Rezaie et al. aimed to create interoperability for the transmission of information in EHR in Iran. The proposed MDS was designed in two clinical and administrative information categories, eight information classes, and 85 data elements. In the headline of CDA structure, the document identification information, patient identification information, and referral information were inserted in a structured way, and in CDA's body, the information of problems and diagnosis, records, assessment and laboratory, health-care plans, and care services were provided. This study used LOINC, SNOMED-CT, ICD9, and RCC standard to normalize information content.[15] In the present study, after designing the MDS in three main clinical, nonclinical, and supportive information categories, 20 information classes, and 183 data elements, the information content of each data element was inserted in headline and body of CDA in the form of SNOMED-CT codes. Totally, this study a practical step forward into better interoperability between Public Health Information Systems. But only considered the requirements for standardization of semantic and syntax, and technical aspects for developing of communication protocol (for example: Encryption and decryption, error detection and control, scheduling, redirection and routing, marking, authentication and message synchronization) are neglected.
Conclusion
The use of integrated and agreed communication protocols for the transmission of AIDS information among health and care organizations, laboratories, health organizations, management and policy-making agencies, insurance companies, and other stakeholder organizations has played a major role in improving the interoperability between information systems and collaboration between them.
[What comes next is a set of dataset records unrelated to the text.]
//! Command-line adapter around `licgen-license`.
//!
//! Parses flags into an [`IssueRequest`], runs the issuer and writes the
//! public key, private key and license artifact into the output directory.
//! All three files are staged first and only moved into place once every
//! one of them has been written. A failure while moving them rolls back
//! what was already placed, so a failed run leaves no partial output.

use anyhow::{Context, Result, bail};
use clap::Parser;
use licgen_license::{
    DEFAULT_LICENSE_NAME, DEFAULT_PRIVATE_KEY_NAME, DEFAULT_PUBLIC_KEY_NAME, IssueRequest,
    Issuance, Issuer, KeyPairProvider, LicenseTerms, OutputFile, OutputLayout, version_component,
};
use std::ffi::OsString;
use std::fs;
use std::io::{self, Write};
use std::path::{Path, PathBuf};
use tempfile::{Builder, NamedTempFile, TempPath};
use tracing::{debug, info, warn};

/// Single-dash multi-letter aliases and the long flag each stands for.
const LEGACY_ALIASES: &[(&str, &str)] = &[
    ("-ma", "--major"),
    ("-mi", "--minor"),
    ("-p", "--patch"),
    ("-pa", "--patch"),
    ("-u", "--user"),
    ("-e", "--expire"),
    ("-vt", "--valid-to"),
    ("-pu", "--public"),
    ("-pr", "--private"),
    ("-l", "--license"),
    ("-o", "--output"),
    ("-pk", "--private-key"),
    ("-pubk", "--public-key"),
];

/// Long flags that consume the following argument as their value.
const VALUE_FLAGS: &[&str] = &[
    "--major",
    "--minor",
    "--patch",
    "--user",
    "--expire",
    "--valid-to",
    "--public",
    "--private",
    "--license",
    "--output",
    "--private-key",
    "--public-key",
];

#[derive(Parser, Debug, Clone, PartialEq, Eq)]
#[command(name = "licgen")]
#[command(about = "Issue an RSA-signed software license")]
pub struct Args {
    /// Major version constraint (number or *)
    #[arg(long, default_value = "*")]
    pub major: String,

    /// Minor version constraint (number or *)
    #[arg(long, default_value = "*")]
    pub minor: String,

    /// Patch version constraint (number or *)
    #[arg(long, default_value = "*")]
    pub patch: String,

    /// License holder, e.g. an email address
    #[arg(long)]
    pub user: Option<String>,

    /// Absolute expiration date (e.g. 2027-12-31)
    #[arg(long)]
    pub expire: Option<String>,

    /// Relative expiration: <years|months|days|hours|minutes|seconds>-<count>
    #[arg(long)]
    pub valid_to: Option<String>,

    /// Public key output filename
    #[arg(long, default_value = DEFAULT_PUBLIC_KEY_NAME)]
    pub public: String,

    /// Private key output filename
    #[arg(long, default_value = DEFAULT_PRIVATE_KEY_NAME)]
    pub private: String,

    /// License output filename
    #[arg(long, default_value = DEFAULT_LICENSE_NAME)]
    pub license: String,

    /// Output directory [default: current directory]
    #[arg(long)]
    pub output: Option<PathBuf>,

    /// Existing private key to reuse (requires --public-key)
    #[arg(long)]
    pub private_key: Option<PathBuf>,

    /// Existing public key to reuse (requires --private-key)
    #[arg(long)]
    pub public_key: Option<PathBuf>,

    /// Enable verbose debug logging
    #[arg(short, long)]
    pub verbose: bool,
}

/// Rewrites legacy single-dash aliases (`-ma`, `-pubk`, ...) to long flags.
///
/// The token after a value-taking flag is passed through untouched, so a
/// value that happens to look like an alias is not rewritten.
pub fn normalize_args<I, T>(raw: I) -> Vec<OsString>
where
    I: IntoIterator<Item = T>,
    T: Into<OsString>,
{
    let mut raw = raw.into_iter().map(Into::<OsString>::into);
    let mut out: Vec<OsString> = raw.next().into_iter().collect();

    while let Some(token) = raw.next() {
        let Some(text) = token.to_str() else {
            out.push(token);
            continue;
        };
        if text == "--" {
            out.push(token);
            out.extend(raw.by_ref());
            break;
        }

        let long = LEGACY_ALIASES
            .iter()
            .find(|(alias, _)| *alias == text)
            .map(|(_, long)| *long)
            .or_else(|| VALUE_FLAGS.iter().copied().find(|flag| *flag == text));

        match long {
            Some(flag) => {
                out.push(flag.into());
                if let Some(value) = raw.next() {
                    out.push(value);
                }
            }
            None => out.push(token),
        }
    }
    out
}

/// Parses a full argv (program name first), accepting legacy aliases.
pub fn parse_args<I, T>(raw: I) -> Result<Args, clap::Error>
where
    I: IntoIterator<Item = T>,
    T: Into<OsString>,
{
    Args::try_parse_from(normalize_args(raw))
}

fn or_default(value: String, default: &str) -> String {
    if value.is_empty() { default.to_string() } else { value }
}

impl Args {
    /// Turns parsed flags into a validated request and its key source.
    pub fn into_request(self) -> Result<(IssueRequest, KeyPairProvider)> {
        let directory = match self.output.filter(|dir| !dir.as_os_str().is_empty()) {
            Some(dir) => dir,
            None => std::env::current_dir().context("Failed to resolve current directory")?,
        };

        let terms = LicenseTerms {
            major: version_component(Some(self.major)),
            minor: version_component(Some(self.minor)),
            patch: version_component(Some(self.patch)),
            user: self.user.unwrap_or_default(),
            valid_to: self.valid_to.filter(|s| !s.is_empty()),
            expire: self.expire.filter(|s| !s.is_empty()),
        };
        let outputs = OutputLayout {
            directory,
            public_key: or_default(self.public, DEFAULT_PUBLIC_KEY_NAME),
            private_key: or_default(self.private, DEFAULT_PRIVATE_KEY_NAME),
            license: or_default(self.license, DEFAULT_LICENSE_NAME),
        };

        let request = IssueRequest::new(terms, outputs)?;
        let keys = KeyPairProvider::new(self.public_key, self.private_key);
        Ok((request, keys))
    }
}

/// A destination that has been written over, and what it held before.
struct Placed {
    path: PathBuf,
    previous: Option<TempPath>,
}

impl Placed {
    fn undo(self) {
        let restored = match &self.previous {
            Some(backup) => fs::rename(backup, &self.path),
            None => fs::remove_file(&self.path),
        };
        match restored {
            Ok(()) => {}
            Err(e) if e.kind() == io::ErrorKind::NotFound && self.previous.is_none() => {}
            Err(e) => warn!(path = %self.path.display(), error = %e, "failed to roll back output"),
        }
    }
}

/// Moves an existing file at `path` to a hidden backup next to it.
fn set_aside(path: &Path) -> io::Result<Option<TempPath>> {
    if fs::symlink_metadata(path).is_err() {
        return Ok(None);
    }
    let dir = path.parent().unwrap_or(Path::new("."));
    let backup = Builder::new()
        .prefix(".licgen-prev")
        .tempfile_in(dir)?
        .into_temp_path();
    fs::rename(path, &backup)?;
    Ok(Some(backup))
}

/// Outermost ancestor of `dir` that does not exist yet.
fn first_missing_ancestor(dir: &Path) -> Option<PathBuf> {
    dir.ancestors()
        .take_while(|a| !a.as_os_str().is_empty() && !a.exists())
        .last()
        .map(Path::to_path_buf)
}

fn remove_created(dirs: &[PathBuf]) {
    for dir in dirs.iter().rev() {
        if let Err(e) = fs::remove_dir_all(dir) {
            warn!(path = %dir.display(), error = %e, "failed to remove output directory");
        }
    }
}

fn check_destinations(files: &[OutputFile<'_>]) -> Result<()> {
    for (i, file) in files.iter().enumerate() {
        if file.path.is_dir() {
            bail!(
                "Cannot save {} file to '{}': a directory is in the way",
                file.kind.label(),
                file.path.display()
            );
        }
        if let Some(other) = files[..i].iter().find(|other| other.path == file.path) {
            bail!(
                "The {} and {} files both point at '{}'",
                other.kind.label(),
                file.kind.label(),
                file.path.display()
            );
        }
    }
    Ok(())
}

fn stage(files: &[OutputFile<'_>], created: &mut Vec<PathBuf>) -> Result<Vec<NamedTempFile>> {
    let mut staged = Vec::with_capacity(files.len());
    for file in files {
        let parent = file.path.parent().unwrap_or(Path::new("."));
        if let Some(missing) = first_missing_ancestor(parent) {
            fs::create_dir_all(parent)
                .with_context(|| format!("Failed to create output directory '{}'", parent.display()))?;
            created.push(missing);
        }
        let mut tmp = NamedTempFile::new_in(parent)
            .with_context(|| format!("Failed to stage {} file in '{}'", file.kind.label(), parent.display()))?;
        tmp.write_all(file.contents)
            .and_then(|()| tmp.flush())
            .with_context(|| format!("Failed to write {} file", file.kind.label()))?;
        debug!(kind = file.kind.label(), tmp = %tmp.path().display(), "staged output");
        staged.push(tmp);
    }
    Ok(staged)
}

fn place(file: &OutputFile<'_>, tmp: NamedTempFile, placed: &mut Vec<Placed>) -> Result<()> {
    let previous = set_aside(&file.path).with_context(|| {
        format!("Failed to move existing {} file '{}' aside", file.kind.label(), file.path.display())
    })?;
    placed.push(Placed {
        path: file.path.clone(),
        previous,
    });
    tmp.persist(&file.path)
        .map_err(|e| e.error)
        .with_context(|| format!("Failed to save {} file to '{}'", file.kind.label(), file.path.display()))?;
    Ok(())
}

/// Writes the three outputs.
///
/// Every destination is checked and every file staged before any is moved
/// into place. If a move fails, files already placed are removed, any file
/// they replaced is restored, and directories created for this run are
/// deleted.
pub fn write_outputs(issuance: &Issuance) -> Result<()> {
    let files = issuance.files();
    check_destinations(&files)?;

    let mut created = Vec::new();
    let staged = match stage(&files, &mut created) {
        Ok(staged) => staged,
        Err(e) => {
            remove_created(&created);
            return Err(e);
        }
    };

    let mut placed = Vec::with_capacity(files.len());
    for (file, tmp) in files.iter().zip(staged) {
        info!("Saving {} file to '{}'.", file.kind.label(), file.path.display());
        if let Err(e) = place(file, tmp, &mut placed) {
            for done in placed.into_iter().rev() {
                done.undo();
            }
            remove_created(&created);
            return Err(e);
        }
    }
    Ok(())
}

/// Runs one issuance end to end and persists the outputs.
pub fn run(args: Args) -> Result<Issuance> {
    let (request, keys) = args.into_request()?;
    let issuance = Issuer::new()
        .issue(&request, &keys)
        .context("License issuance failed")?;
    write_outputs(&issuance)?;
    Ok(issuance)
}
This requirement is very important because of complexity and multidimensional nature of AIDS.
Financial support and sponsorship
This study is financially supported by Ilam University of Medical Sciences.
Conflicts of interest
There are no conflicts of interest.
Acknowledgment
The present article is the outcome of a PhD thesis with number 9221563207 that approved by the Iran University of Medical Sciences. Moreover, it is sponsored by the Research Deputy of the Ilam University of Medical Science.